• _DATA IN THIS EXERCISE_:
=====

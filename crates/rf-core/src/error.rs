use derive_more::From;
use orion_error::{ErrorCode, StructError, UvsReason};

#[derive(Debug, Clone, PartialEq, thiserror::Error, From)]
pub enum CoreReason {
    /// The shape of a declared rule violates the rule contract.
    #[error("rule definition error")]
    RuleDefinition,
    /// A condition failed for a reason other than a missing fact.
    #[error("rule evaluation error")]
    RuleEvaluation,
    /// An action failed.
    #[error("rule execution error")]
    RuleExecution,
    /// A fact bound to an action parameter is absent.
    #[error("missing fact")]
    MissingFact,
    #[error("{0}")]
    Uvs(UvsReason),
}

impl ErrorCode for CoreReason {
    fn error_code(&self) -> i32 {
        match self {
            Self::RuleDefinition => 3001,
            Self::RuleEvaluation => 3002,
            Self::RuleExecution => 3003,
            Self::MissingFact => 3004,
            Self::Uvs(u) => u.error_code(),
        }
    }
}

pub type CoreError = StructError<CoreReason>;
pub type CoreResult<T> = Result<T, CoreError>;

pub(crate) fn core_error(reason: CoreReason, detail: String) -> CoreError {
    StructError::from(reason).with_detail(detail)
}
use std::fmt;
use std::path::Path;
use std::str::FromStr;

use serde::{Deserialize, Serialize};

/// Serialisation format of a rule definition file.
#[derive(Debug, Clone, Copy, PartialEq, Eq, Deserialize, Serialize)]
#[serde(rename_all = "lowercase")]
pub enum RuleFormat {
    Yaml,
    Json,
    Toml,
}

impl RuleFormat {
    /// Detect the format from a file extension (`.yaml`/`.yml`, `.json`, `.toml`).
    pub fn from_path(path: &Path) -> Option<Self> {
        let ext = path.extension()?.to_str()?.to_ascii_lowercase();
        match ext.as_str() {
            "yaml" | "yml" => Some(Self::Yaml),
            "json" => Some(Self::Json),
            "toml" => Some(Self::Toml),
            _ => None,
        }
    }

    pub fn as_str(&self) -> &'static str {
        match self {
            Self::Yaml => "yaml",
            Self::Json => "json",
            Self::Toml => "toml",
        }
    }
}

impl fmt::Display for RuleFormat {
    fn fmt(&self, f: &mut fmt::Formatter<'_>) -> fmt::Result {
        f.write_str(self.as_str())
    }
}

impl FromStr for RuleFormat {
    type Err = anyhow::Error;

    fn from_str(s: &str) -> anyhow::Result<Self> {
        match s.trim().to_ascii_lowercase().as_str() {
            "yaml" | "yml" => Ok(Self::Yaml),
            "json" => Ok(Self::Json),
            "toml" => Ok(Self::Toml),
            other => anyhow::bail!("unsupported rule format {other:?} (expected yaml/json/toml)"),
        }
    }
}
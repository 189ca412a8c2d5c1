use std::sync::Arc;

use crate::error::CoreResult;

use super::declared::RuleBuilder;
use super::{Rule, RuleRef};

/// Conversion into the shared rule capability.
///
/// A value that already is a rule is wrapped once and never re-adapted; a
/// [`RuleBuilder`] is validated and built. This is the only path by which a
/// [`Rules`](super::Rules) set accepts rules.
pub trait IntoRule {
    fn into_rule(self) -> CoreResult<RuleRef>;
}

impl<T: Rule + 'static> IntoRule for T {
    fn into_rule(self) -> CoreResult<RuleRef> {
        Ok(Arc::new(self))
    }
}

impl IntoRule for RuleRef {
    fn into_rule(self) -> CoreResult<RuleRef> {
        Ok(self)
    }
}

impl IntoRule for RuleBuilder {
    fn into_rule(self) -> CoreResult<RuleRef> {
        self.build()
    }
}

impl IntoRule for &RuleRef {
    fn into_rule(self) -> CoreResult<RuleRef> {
        Ok(Arc::clone(self))
    }
}
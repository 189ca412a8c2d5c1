//! Rule engines: the single-pass [`DefaultRulesEngine`] and the
//! fixed-point [`InferenceRulesEngine`].

mod default;
mod inference;

#[cfg(test)]
mod tests;

use rf_config::EngineParameters;

use crate::error::CoreResult;
use crate::facts::Facts;
use crate::rule::{RuleRef, Rules};

pub use default::DefaultRulesEngine;
pub use inference::InferenceRulesEngine;

/// Fires or checks a rule set against facts.
///
/// Both calls are synchronous and assume exclusive access to `rules` and
/// `facts` for their duration. Rule-level failures never surface as errors;
/// an `Err` means a condition failed for a reason other than a missing fact.
pub trait RulesEngine {
    fn parameters(&self) -> &EngineParameters;

    /// Execute the actions of matching rules in set order.
    fn fire(&self, rules: &Rules, facts: &mut Facts) -> CoreResult<()>;

    /// Evaluate every rule that passes the listener gate without running any
    /// action.
    fn check(&self, rules: &Rules, facts: &Facts) -> CoreResult<CheckReport>;
}

// ---------------------------------------------------------------------------
// CheckReport
// ---------------------------------------------------------------------------

/// Result of [`RulesEngine::check`]: one entry per evaluated rule, in set
/// order. Rules vetoed by a listener are absent.
#[derive(Debug, Clone, Default)]
pub struct CheckReport {
    entries: Vec<(RuleRef, bool)>,
}

impl CheckReport {
    pub(crate) fn push(&mut self, rule: RuleRef, matched: bool) {
        self.entries.push((rule, matched));
    }

    /// Outcome for the rule named exactly `name`.
    pub fn get(&self, name: &str) -> Option<bool> {
        self.entries
            .iter()
            .find(|(r, _)| r.name() == name)
            .map(|(_, m)| *m)
    }

    pub fn len(&self) -> usize {
        self.entries.len()
    }

    pub fn is_empty(&self) -> bool {
        self.entries.is_empty()
    }

    pub fn iter(&self) -> impl Iterator<Item = (&RuleRef, bool)> {
        self.entries.iter().map(|(r, m)| (r, *m))
    }

    /// Rules whose condition held.
    pub fn matched(&self) -> impl Iterator<Item = &RuleRef> {
        self.entries.iter().filter(|(_, m)| *m).map(|(r, _)| r)
    }
}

=====

• _TASK_: For an answer, give a copy of every line in the listing that holds the word "Debug".

• _RESULT OF THE EXERCISE_:
#[derive(Debug, Clone, PartialEq, thiserror::Error, From)]
#[derive(Debug, Clone, Copy, PartialEq, Eq, Deserialize, Serialize)]
#[derive(Debug, Clone, Default)]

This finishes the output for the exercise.